_Work to be completed:_ The lines you return should be those containing the string "Copied", taken from the data below.

Record excerpts START

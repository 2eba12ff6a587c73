// src/gui/components/export_bar.rs

use std::path::PathBuf;

use eframe::egui;

use crate::{config::options::ExportFormat, file, gui::app::App};

pub fn draw(ui: &mut egui::Ui, app: &mut App) {
    ui.horizontal(|ui| {
        let shown = app.directory.view().len();
        let total = app.directory.roster().len();
        ui.label(format!("{shown} of {total} shown"));
        ui.separator();

        if ui.button("Copy").on_hover_text("Copy visible rows as TSV").clicked() {
            let txt = file::to_export_string(&app.directory.view(), ExportFormat::Tsv);
            ui.ctx().copy_text(txt);
            app.status("Copied to clipboard.");
            logf!("UI: Copied {} row(s)", shown);
        }

        ui.add(egui::TextEdit::singleline(&mut app.state.gui.export_path).desired_width(200.0));
        if ui.button("Export").clicked() {
            let path = PathBuf::from(app.state.gui.export_path.trim());
            let fmt = file::format_for_path(&path);
            let res = file::write_export(&path, &app.directory.view(), fmt);
            match res {
                Ok(p) => app.status(format!("Exported {} row(s) → {}", shown, p.display())),
                Err(e) => {
                    loge!("UI: Export failed ({})", e);
                    app.status(format!("Export error: {}", e));
                }
            }
        }

        ui.separator();
        ui.label(&app.status);
    });
}
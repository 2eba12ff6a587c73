// src/csv.rs
use std::mem::take;

/* ---------------- Parsing ---------------- */

/// CSV/TSV parser: quoted fields, doubled quotes, CRLF and blank lines.
pub fn parse_rows(text: &str, sep: char) -> Vec<Vec<String>> {
    let mut rows = Vec::new();
    let mut field = s!();
    let mut row = Vec::new();
    let mut in_quotes = false;
    let mut chars = text.trim_start_matches('\u{FEFF}').chars().peekable();

    while let Some(ch) = chars.next() {
        match ch {
            '"' if in_quotes => {
                if matches!(chars.peek(), Some('"')) {
                    chars.next();
                    field.push('"');
                } else {
                    in_quotes = false;
                }
            }
            '"' if field.is_empty() => in_quotes = true,
            c if c == sep && !in_quotes => row.push(take(&mut field)),
            '\n' | '\r' if !in_quotes => {
                if ch == '\r' && matches!(chars.peek(), Some('\n')) { chars.next(); }
                row.push(take(&mut field));
                push_row(&mut rows, take(&mut row));
            }
            _ => field.push(ch),
        }
    }

    // Trailing row without a newline (or with unterminated quotes).
    row.push(field);
    push_row(&mut rows, row);
    rows
}

fn push_row(rows: &mut Vec<Vec<String>>, row: Vec<String>) {
    let blank = row.iter().all(|c| c.trim().is_empty());
    if !blank {
        rows.push(row);
    }
}

/// Column positions looked up by (case-insensitive) header name.
#[derive(Clone, Debug)]
pub struct Header {
    names: Vec<String>,
}

impl Header {
    pub fn new(cells: &[String]) -> Self {
        Self { names: cells.iter().map(|c| c.trim().to_ascii_lowercase()).collect() }
    }

    pub fn len(&self) -> usize { self.names.len() }
    pub fn is_empty(&self) -> bool { self.names.is_empty() }

    /// Index of the first column called any of `aliases`.
    pub fn position(&self, aliases: &[&str]) -> Option<usize> {
        self.names.iter().position(|n| aliases.iter().any(|a| n == a))
    }
}

/// First row is the header; the rest are data.
pub fn split_header(mut rows: Vec<Vec<String>>) -> Option<(Header, Vec<Vec<String>>)> {
    if rows.is_empty() { return None; }
    let header = Header::new(&rows.remove(0));
    Some((header, rows))
}

/* ---------------- Writing ---------------- */

/// One cell, quoted only when the separator, a quote or a line break would
/// otherwise change how it reads back.
fn escape(cell: &str, sep: char) -> std::borrow::Cow<'_, str> {
    let special = |c: char| c == sep || c == '"' || c == '\n' || c == '\r';
    if cell.contains(special) {
        format!("\"{}\"", cell.replace('"', "\"\"")).into()
    } else {
        cell.into()
    }
}

pub fn rows_to_string<S: AsRef<str>>(rows: &[Vec<S>], sep: char) -> String {
    let mut out = String::new();
    for row in rows {
        let cells: Vec<_> = row.iter().map(|c| escape(c.as_ref(), sep)).collect();
        out.push_str(&cells.join(&sep.to_string()));
        out.push('\n');
    }
    out
}
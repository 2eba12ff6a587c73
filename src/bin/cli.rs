// src/bin/cli.rs
use color_eyre::eyre::eyre;
use staff_directory::cli;

fn main() -> color_eyre::Result<()> {
    color_eyre::install()?;
    cli::run().map_err(|e| eyre!("{e}"))
}
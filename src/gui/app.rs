// src/gui/app.rs
use std::error::Error;

use eframe::egui;

use crate::{
    config::state::AppState,
    link::{DeepLinkController, Location, MemoryHistory},
    roster::Roster,
    store,
};

use super::{components, host::EguiModalHost, photo::PhotoCache};

pub type Directory = DeepLinkController<MemoryHistory, EguiModalHost>;

pub fn run(options: eframe::NativeOptions, state: AppState) -> Result<(), Box<dyn Error>> {
    eframe::run_native(
        "Staff Directory",
        options,
        Box::new(|_cc| Ok(Box::new(App::new(state)))),
    )?;
    Ok(())
}

pub struct App {
    pub state: AppState,

    // single source of truth for what is shown
    pub directory: Directory,

    // text field buffers, mirrored from the location each frame
    pub search_text: String,
    pub address_text: String,
    pub address_dirty: bool,

    pub photos: PhotoCache,
    pub status: String,
}

impl App {
    pub fn new(state: AppState) -> Self {
        let path = state.options.source.roster_path.clone();
        let (roster, status) = match store::load_roster(&path) {
            Ok(r) => {
                let msg = format!("Loaded {} staff from {}", r.len(), path.display());
                (r, msg)
            }
            Err(e) => {
                loge!("Init: {}", e);
                (Roster::default(), format!("Error: {}", e))
            }
        };

        let start = Location::new(state.options.link.base_path.clone());
        let directory = DeepLinkController::with_auto_open(
            roster,
            MemoryHistory::new(start),
            EguiModalHost::default(),
            state.options.link.auto_open,
        );
        logf!("Init: {} record(s), base path {}", directory.roster().len(), state.options.link.base_path);

        let address_text = directory.location().href();
        Self {
            state,
            directory,
            search_text: s!(),
            address_text,
            address_dirty: false,
            photos: PhotoCache::default(),
            status,
        }
    }

    pub fn status<T: Into<String>>(&mut self, msg: T) {
        self.status = msg.into();
    }

    /// Paste-a-link entry point.
    pub fn navigate_to(&mut self, href: &str) {
        match self.directory.navigate(href) {
            Ok(()) => self.address_dirty = false,
            Err(e) => {
                loge!("GUI: bad link {:?} ({})", href, e);
                self.status(format!("Bad link: {}", e));
            }
        }
    }

    /// Pull the text fields back in line after back/forward or a pasted link.
    fn mirror_location(&mut self) {
        let q = &self.directory.state().query;
        if self.search_text != *q {
            self.search_text = q.clone();
        }
        if !self.address_dirty {
            self.address_text = self.directory.location().href();
        }
    }

    fn handle_history_keys(&mut self, ctx: &egui::Context) {
        let (back, forward) = ctx.input(|i| {
            (
                i.modifiers.alt && i.key_pressed(egui::Key::ArrowLeft),
                i.modifiers.alt && i.key_pressed(egui::Key::ArrowRight),
            )
        });
        if back { self.directory.back(); }
        if forward { self.directory.forward(); }
    }
}

impl eframe::App for App {
    fn update(&mut self, ctx: &egui::Context, _frame: &mut eframe::Frame) {
        self.directory.host_mut().begin_frame(ctx);
        self.handle_history_keys(ctx);

        egui::TopBottomPanel::top("nav").show(ctx, |ui| {
            components::nav_bar::draw(ui, self);
            ui.separator();
            components::search_bar::draw(ui, self);
        });

        egui::TopBottomPanel::bottom("status").show(ctx, |ui| {
            components::export_bar::draw(ui, self);
        });

        egui::CentralPanel::default().show(ctx, |ui| {
            components::sections::draw(ui, self);
        });

        components::profile_modal::draw(ctx, self);

        self.mirror_location();
        self.directory.host_mut().end_frame(ctx);
    }
}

Record excerpts END

_Answer space:_
            app.status("Copied to clipboard.");
            logf!("UI: Copied {} row(s)", shown);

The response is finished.